L’histoire de la Mésopotamie

La scénographie propose quatre espaces distincts. La première partie de l’exposition nous replonge dans l’histoire de cette Mésopotamie plusieurs fois millénaire ; mythique et fascinante, elle a attiré très tôt les voyageurs occidentaux, explorateurs qui, à l’instar de Jean-Baptiste Tavernier, ne manquent pas de relater leurs découvertes dans des ouvrages ou dans de riches échanges épistolaires. Cette présentation introductive permet de comprendre l’intérêt manifeste de la France pour le patrimoine et les cultures de la région : les consuls de Mossoul installés par Louis-Philippe au milieu du XIXe siècle étaient archéologues, et avaient pour mission de mener de grands chantiers dans cette contrée riche en histoire. Parmi les grands chantiers menés dans les années 1840-1850, l’exposition pointe particulièrement celui de Korshabad, dirigé par Victor Place. La particularité de cette fouille est notamment la richesse de la documentation qui a été produite à ce moment-là : Victor Place fut en effet le premier archéologue à utiliser la photographie pour rendre compte de ses relevés et conserver une trace de l’avancement des fouilles.

L’archéologie et l’histoire des langues étaient deux domaines très prisés et très travaillés par les frères dominicains. Une vitrine, consacrée aux savants dominicains, nous laisse voir des manuscrits d’assyrologie, discipline inventée par le père Vincent Schriel, ou de grammaire kurde, fondée par l’italien Maurizo Garzoni. Sont également cités les pères Jacques Rhétoré et Raymond Tonneaux, qui apportèrent également beaucoup pour la connaissance des cultures syriaques, kurdes et chaldéennes.

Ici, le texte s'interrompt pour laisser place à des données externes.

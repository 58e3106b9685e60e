//! OpenIGTLink v1 message body codecs.
//!
//! Bodies are packed big-endian into plain byte vectors; the header that
//! fronts them is built in [`super::header`]. Only the types the server
//! emits or consumes are implemented.

use crate::buffer::{ImageFrame, PixelType};
use crate::error::{Error, Result};
use crate::math::Matrix4x4;

/// STATUS code: OK.
pub const STATUS_OK: u16 = 1;
/// STATUS code: generic error.
pub const STATUS_ERROR: u16 = 9;

/// STRING body text encoding: US-ASCII (MIBenum 3).
const STRING_ENCODING_ASCII: u16 = 3;

fn push_fixed_str(out: &mut Vec<u8>, value: &str, width: usize) {
    let bytes = value.as_bytes();
    let n = bytes.len().min(width);
    out.extend_from_slice(&bytes[..n]);
    out.resize(out.len() + width - n, 0);
}

fn scalar_type_code(pixel_type: PixelType) -> u8 {
    match pixel_type {
        PixelType::I8 => 2,
        PixelType::U8 => 3,
        PixelType::I16 => 4,
        PixelType::U16 => 5,
        PixelType::I32 => 6,
        PixelType::U32 => 7,
        PixelType::F32 => 10,
        PixelType::F64 => 11,
    }
}

/// TRANSFORM body: the rotation block and origin as 12 floats.
pub fn pack_transform(matrix: &Matrix4x4) -> Vec<u8> {
    let mut out = Vec::with_capacity(48);
    for col in 0..3 {
        for row in 0..3 {
            out.extend_from_slice(&(matrix.get(row, col) as f32).to_be_bytes());
        }
    }
    for row in 0..3 {
        out.extend_from_slice(&(matrix.get(row, 3) as f32).to_be_bytes());
    }
    out
}

/// POSITION body: translation plus rotation quaternion (x, y, z, w).
pub fn pack_position(matrix: &Matrix4x4) -> Vec<u8> {
    let quaternion = crate::math::Quaternion::from_matrix(matrix);
    let translation = matrix.translation();
    let mut out = Vec::with_capacity(28);
    for value in translation {
        out.extend_from_slice(&(value as f32).to_be_bytes());
    }
    for value in [quaternion.x, quaternion.y, quaternion.z, quaternion.w] {
        out.extend_from_slice(&(value as f32).to_be_bytes());
    }
    out
}

/// IMAGE body: 72-byte subheader (geometry + orientation) followed by raw
/// pixels. `image_to_reference` supplies the orientation block.
pub fn pack_image(frame: &ImageFrame, image_to_reference: &Matrix4x4) -> Vec<u8> {
    let format = &frame.format;
    let mut out = Vec::with_capacity(72 + frame.pixels.len());
    out.extend_from_slice(&1u16.to_be_bytes()); // body version
    out.push(format.components as u8);
    out.push(scalar_type_code(format.pixel_type));
    out.push(1); // endianness of pixel data: big
    out.push(2); // coordinate convention: LPS
    for dim in format.size {
        out.extend_from_slice(&(dim as u16).to_be_bytes());
    }
    // Orientation: normalized axes and origin from the pose matrix.
    for col in 0..3 {
        for row in 0..3 {
            out.extend_from_slice(&(image_to_reference.get(row, col) as f32).to_be_bytes());
        }
    }
    for row in 0..3 {
        out.extend_from_slice(&(image_to_reference.get(row, 3) as f32).to_be_bytes());
    }
    // Subvolume = full volume.
    for _ in 0..3 {
        out.extend_from_slice(&0u16.to_be_bytes());
    }
    for dim in format.size {
        out.extend_from_slice(&(dim as u16).to_be_bytes());
    }
    out.extend_from_slice(&frame.pixels);
    out
}

/// STRING body: encoding, length, text.
pub fn pack_string(text: &str) -> Vec<u8> {
    let bytes = text.as_bytes();
    let mut out = Vec::with_capacity(4 + bytes.len());
    out.extend_from_slice(&STRING_ENCODING_ASCII.to_be_bytes());
    out.extend_from_slice(&(bytes.len() as u16).to_be_bytes());
    out.extend_from_slice(bytes);
    out
}

/// Inverse of [`pack_string`]; CLIENTINFO bodies share this layout.
pub fn parse_string(body: &[u8]) -> Result<String> {
    if body.len() < 4 {
        return Err(Error::Protocol(format!(
            "STRING body too short: {} bytes",
            body.len()
        )));
    }
    let length = u16::from_be_bytes([body[2], body[3]]) as usize;
    if body.len() < 4 + length {
        return Err(Error::Protocol(format!(
            "STRING body truncated: declared {length}, got {}",
            body.len() - 4
        )));
    }
    Ok(String::from_utf8_lossy(&body[4..4 + length]).into_owned())
}

/// STATUS body: code, subcode, error name, message.
pub fn pack_status(code: u16, subcode: i64, error_name: &str, message: &str) -> Vec<u8> {
    let mut out = Vec::with_capacity(30 + message.len());
    out.extend_from_slice(&code.to_be_bytes());
    out.extend_from_slice(&subcode.to_be_bytes());
    push_fixed_str(&mut out, error_name, 20);
    out.extend_from_slice(message.as_bytes());
    out
}

/// One image-metadata record.
#[derive(Debug, Clone, PartialEq, Default)]
pub struct ImageMetaItem {
    pub name: String,
    pub id: String,
    pub modality: String,
    pub patient_name: String,
    pub patient_id: String,
    /// Seconds since the Unix epoch; zero when unknown.
    pub timestamp: f64,
    pub size: [u16; 3],
    pub pixel_type: PixelType,
}

/// IMGMETA body: fixed 260-byte records.
pub fn pack_image_meta(items: &[ImageMetaItem]) -> Vec<u8> {
    let mut out = Vec::with_capacity(items.len() * 260);
    for item in items {
        push_fixed_str(&mut out, &item.name, 64);
        push_fixed_str(&mut out, &item.id, 20);
        push_fixed_str(&mut out, &item.modality, 32);
        push_fixed_str(&mut out, &item.patient_name, 64);
        push_fixed_str(&mut out, &item.patient_id, 64);
        out.extend_from_slice(&super::header::timestamp_to_wire(item.timestamp).to_be_bytes());
        for dim in item.size {
            out.extend_from_slice(&dim.to_be_bytes());
        }
        out.push(scalar_type_code(item.pixel_type));
        out.push(0); // reserved
    }
    out
}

Cette contextualisation historique et culturelle est accompagnée des aquarelles du père Besson, engagé par le pape pour la réorganisation de la mission de Mossoul et qui donna de la région des illustrations hautes en couleurs et en témoignage historique.

La bibliothèque dominicaine de Mossoul

La salle suivante présente sept facsimilés de manuscrits issus de la bibliothèque de la Mission dominicaine de Mossoul, créée au moment de l’installation des dominicains italiens à Mossoul en 1750. Cette bibliothèque était à l’origine composée d’ouvrages imprimés et importés de Rome. Les ouvrages sont variés, et principalement écrits en syriaque et en soureth (langue araméenne moderne, parlée par les natifs de Mossoul). Les facsimilés présentés de ces trésors incontournables laissent voir de riches manuscrits à l’iconographie d’une réalisation époustouflante, qu’ont su rendre avec une réalité remarquable les imprimeries du Centre Numérique des Manuscrits Orientaux. Ce centre a été créé par des moines dominicains du monastère de Mossoul en 1990 : en numérisant et en conservant son patrimoine depuis vingt-cinq ans, ce centre a pu sauver 8000 manuscrits de la destruction [1]. Ainsi a-t-on sous les yeux un poème d’Avicenne, deux ouvrages de grammaire, deux lectionnaires en syriaque ornés de miniatures, un livre de médecine, des textes sacrés, parmi lesquels le Livre de la Perle et le Catalogue des livres ecclésiaux d’Abdisho bar Berikha. Les chrétiens de Mésopotamie accordent en effet une grande importance aux textes, qu’ils soient « à méditer » ou « à usage immédiat » ; les textes présentés reflètent donc avec intelligence cet éventail de lecture disponible et demandé par les chrétiens de l’époque.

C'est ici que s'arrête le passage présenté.